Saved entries
##############################

use axum::extract::{Form, FromRequest, Multipart, Request};
use serde::{Deserialize, Deserializer, de::DeserializeOwned};
use std::{borrow::Cow, fmt::Display, str::FromStr};
use validator::{Validate, ValidationError, ValidationErrors};

use crate::{error::AppError, storage::PendingUpload};

// --- Form Schemas ---

/// CampgroundForm
///
/// The text half of the create/edit campground form. Images travel alongside it in the
/// same multipart body and are collected by [`CampgroundSubmission`].
#[derive(Debug, Clone, Default, Deserialize, Validate)]
pub struct CampgroundForm {
    #[validate(length(min = 1, message = "is required"), custom(function = "no_html"))]
    pub title: String,
    #[validate(
        required(message = "is required"),
        range(min = 0.0, message = "must be greater than or equal to 0")
    )]
    pub price: Option<f64>,
    #[validate(length(min = 1, message = "is required"), custom(function = "no_html"))]
    pub location: String,
    #[validate(length(min = 1, message = "is required"), custom(function = "no_html"))]
    pub description: String,
    // Storage filenames the author ticked for removal (edit form only).
    #[serde(default)]
    pub delete_images: Vec<String>,
}

#[derive(Debug, Clone, Default, Deserialize, Validate)]
pub struct ReviewForm {
    #[serde(default)]
    #[validate(length(min = 1, message = "is required"), custom(function = "no_html"))]
    pub body: String,
    #[serde(default, deserialize_with = "blank_as_none")]
    #[validate(
        required(message = "is required"),
        range(min = 1, max = 5, message = "must be between 1 and 5")
    )]
    pub rating: Option<i32>,
}

#[derive(Debug, Clone, Default, Deserialize, Validate)]
pub struct RegisterForm {
    #[serde(default)]
    #[validate(
        length(min = 1, max = 30, message = "must be between 1 and 30 characters"),
        custom(function = "username_chars")
    )]
    pub username: String,
    #[serde(default)]
    #[validate(length(min = 8, message = "must be at least 8 characters"))]
    pub password: String,
}

#[derive(Debug, Clone, Default, Deserialize, Validate)]
pub struct LoginForm {
    #[serde(default)]
    #[validate(length(min = 1, message = "is required"))]
    pub username: String,
    #[serde(default)]
    #[validate(length(min = 1, message = "is required"))]
    pub password: String,
}

// --- Custom Rules ---

/// Free text must not carry markup: anything that looks like a tag or an entity is refused.
fn no_html(value: &str) -> Result<(), ValidationError> {
    let looks_like_tag = value
        .char_indices()
        .filter(|(_, c)| *c == '<')
        .any(|(i, _)| {
            value[i + 1..]
                .chars()
                .next()
                .is_some_and(|next| next.is_ascii_alphabetic() || next == '/' || next == '!')
        });
    let looks_like_entity = value.split('&').skip(1).any(|rest| {
        rest.split_once(';').is_some_and(|(name, _)| {
            !name.is_empty()
                && name.len() <= 10
                && name.chars().all(|c| c.is_ascii_alphanumeric() || c == '#')
        })
    });

    if looks_like_tag || looks_like_entity {
        return Err(
            ValidationError::new("no_html").with_message(Cow::Borrowed("must not include HTML!")),
        );
    }
    Ok(())
}

fn username_chars(value: &str) -> Result<(), ValidationError> {
    if value
        .chars()
        .all(|c| c.is_ascii_alphanumeric() || matches!(c, '_' | '-' | '.'))
    {
        Ok(())
    } else {
        Err(ValidationError::new("username_chars").with_message(Cow::Borrowed(
            "may only contain letters, digits, '_', '-' and '.'",
        )))
    }
}

/// Browsers submit an untouched number input as an empty string; treat it as absent.
fn blank_as_none<'de, D, T>(deserializer: D) -> Result<Option<T>, D::Error>
where
    D: Deserializer<'de>,
    T: FromStr,
    T::Err: Display,
{
    let raw = Option::<String>::deserialize(deserializer)?;
    match raw.as_deref().map(str::trim) {
        None | Some("") => Ok(None),
        Some(text) => text.parse().map(Some).map_err(serde::de::Error::custom),
    }
}

/// violations
///
/// Flattens a validation report into one "`field` `message`" line per violation, ordered
/// by field name so the joined message is stable.
pub fn violations(errors: &ValidationErrors) -> Vec<String> {
    let mut fields: Vec<_> = errors.field_errors().into_iter().collect();
    fields.sort_by(|a, b| a.0.cmp(&b.0));

    fields
        .into_iter()
        .flat_map(|(field, errs)| {
            errs.iter().map(move |err| match &err.message {
                Some(message) => format!("{} {}", field, message),
                None => format!("{} is invalid", field),
            })
        })
        .collect()
}

// --- Extractors ---

/// ValidatedForm
///
/// A url-encoded form that has passed its schema. Rejects with `AppError::Validation`
/// (400) before the handler runs.
#[derive(Debug, Clone)]
pub struct ValidatedForm<T>(pub T);

impl<T, S> FromRequest<S> for ValidatedForm<T>
where
    T: DeserializeOwned + Validate,
    S: Send + Sync,
{
    type Rejection = AppError;

    async fn from_request(req: Request, state: &S) -> Result<Self, Self::Rejection> {
        let Form(value) = Form::<T>::from_request(req, state).await?;
        value
            .validate()
            .map_err(|e| AppError::Validation(violations(&e)))?;
        Ok(ValidatedForm(value))
    }
}

/// CampgroundSubmission
///
/// A validated multipart campground form plus the image files buffered from it. Nothing
/// has been uploaded yet: storage only sees the files once validation has passed.
#[derive(Debug, Clone, Default)]
pub struct CampgroundSubmission {
    pub form: CampgroundForm,
    pub files: Vec<PendingUpload>,
}

impl<S> FromRequest<S> for CampgroundSubmission
where
    S: Send + Sync,
{
    type Rejection = AppError;

    async fn from_request(req: Request, state: &S) -> Result<Self, Self::Rejection> {
        let mut multipart = Multipart::from_request(req, state).await?;

        let mut form = CampgroundForm::default();
        let mut files = Vec::new();
        let mut problems = Vec::new();

        while let Some(field) = multipart.next_field().await? {
            let name = field.name().unwrap_or_default().to_string();
            match name.as_str() {
                "image" | "image[]" => {
                    let original_name = field.file_name().unwrap_or_default().to_string();
                    let content_type = field.content_type().unwrap_or_default().to_string();
                    let bytes = field.bytes().await?;
                    // An empty file input still submits a part with no name and no body.
                    if original_name.is_empty() && bytes.is_empty() {
                        continue;
                    }
                    if !content_type.starts_with("image/") {
                        problems.push(format!("image {:?} is not an image file", original_name));
                        continue;
                    }
                    files.push(PendingUpload {
                        original_name,
                        content_type,
                        bytes: bytes.to_vec(),
                    });
                }
                "title" => form.title = field.text().await?,
                "location" => form.location = field.text().await?,
                "description" => form.description = field.text().await?,
                "price" => {
                    let text = field.text().await?;
                    let text = text.trim();
                    if !text.is_empty() {
                        match text.parse::<f64>() {
                            Ok(price) if price.is_finite() => form.price = Some(price),
                            _ => problems.push("price must be a number".to_string()),
                        }
                    }
                }
                "deleteImages" | "deleteImages[]" => {
                    let filename = field.text().await?;
                    if !filename.is_empty() {
                        form.delete_images.push(filename);
                    }
                }
                other => tracing::debug!(field = other, "ignoring unknown campground form field"),
            }
        }

        if let Err(errors) = form.validate() {
            problems.extend(violations(&errors));
        }
        // An unparseable price is reported once, not also as missing.
        if problems.iter().any(|p| p == "price must be a number") {
            problems.retain(|p| p != "price is required");
        }
        if !problems.is_empty() {
            return Err(AppError::Validation(problems));
        }

        Ok(CampgroundSubmission { form, files })
    }
}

##############################

### EXERCISE GOAL
The range runs from the line above containing "alongside it in the" to the line containing "value[i + 1..]", inclusive. Restate those lines word for word and no others.

### SOLUTION FOR THIS PROBLEM
/// The text half of the create/edit campground form. Images travel alongside it in the
/// same multipart body and are collected by [`CampgroundSubmission`].
#[derive(Debug, Clone, Default, Deserialize, Validate)]
pub struct CampgroundForm {
    #[validate(length(min = 1, message = "is required"), custom(function = "no_html"))]
    pub title: String,
    #[validate(
        required(message = "is required"),
        range(min = 0.0, message = "must be greater than or equal to 0")
    )]
    pub price: Option<f64>,
    #[validate(length(min = 1, message = "is required"), custom(function = "no_html"))]
    pub location: String,
    #[validate(length(min = 1, message = "is required"), custom(function = "no_html"))]
    pub description: String,
    // Storage filenames the author ticked for removal (edit form only).
    #[serde(default)]
    pub delete_images: Vec<String>,
}

#[derive(Debug, Clone, Default, Deserialize, Validate)]
pub struct ReviewForm {
    #[serde(default)]
    #[validate(length(min = 1, message = "is required"), custom(function = "no_html"))]
    pub body: String,
    #[serde(default, deserialize_with = "blank_as_none")]
    #[validate(
        required(message = "is required"),
        range(min = 1, max = 5, message = "must be between 1 and 5")
    )]
    pub rating: Option<i32>,
}

#[derive(Debug, Clone, Default, Deserialize, Validate)]
pub struct RegisterForm {
    #[serde(default)]
    #[validate(
        length(min = 1, max = 30, message = "must be between 1 and 30 characters"),
        custom(function = "username_chars")
    )]
    pub username: String,
    #[serde(default)]
    #[validate(length(min = 8, message = "must be at least 8 characters"))]
    pub password: String,
}

#[derive(Debug, Clone, Default, Deserialize, Validate)]
pub struct LoginForm {
    #[serde(default)]
    #[validate(length(min = 1, message = "is required"))]
    pub username: String,
    #[serde(default)]
    #[validate(length(min = 1, message = "is required"))]
    pub password: String,
}

// --- Custom Rules ---

/// Free text must not carry markup: anything that looks like a tag or an entity is refused.
fn no_html(value: &str) -> Result<(), ValidationError> {
    let looks_like_tag = value
        .char_indices()
        .filter(|(_, c)| *c == '<')
        .any(|(i, _)| {
            value[i + 1..]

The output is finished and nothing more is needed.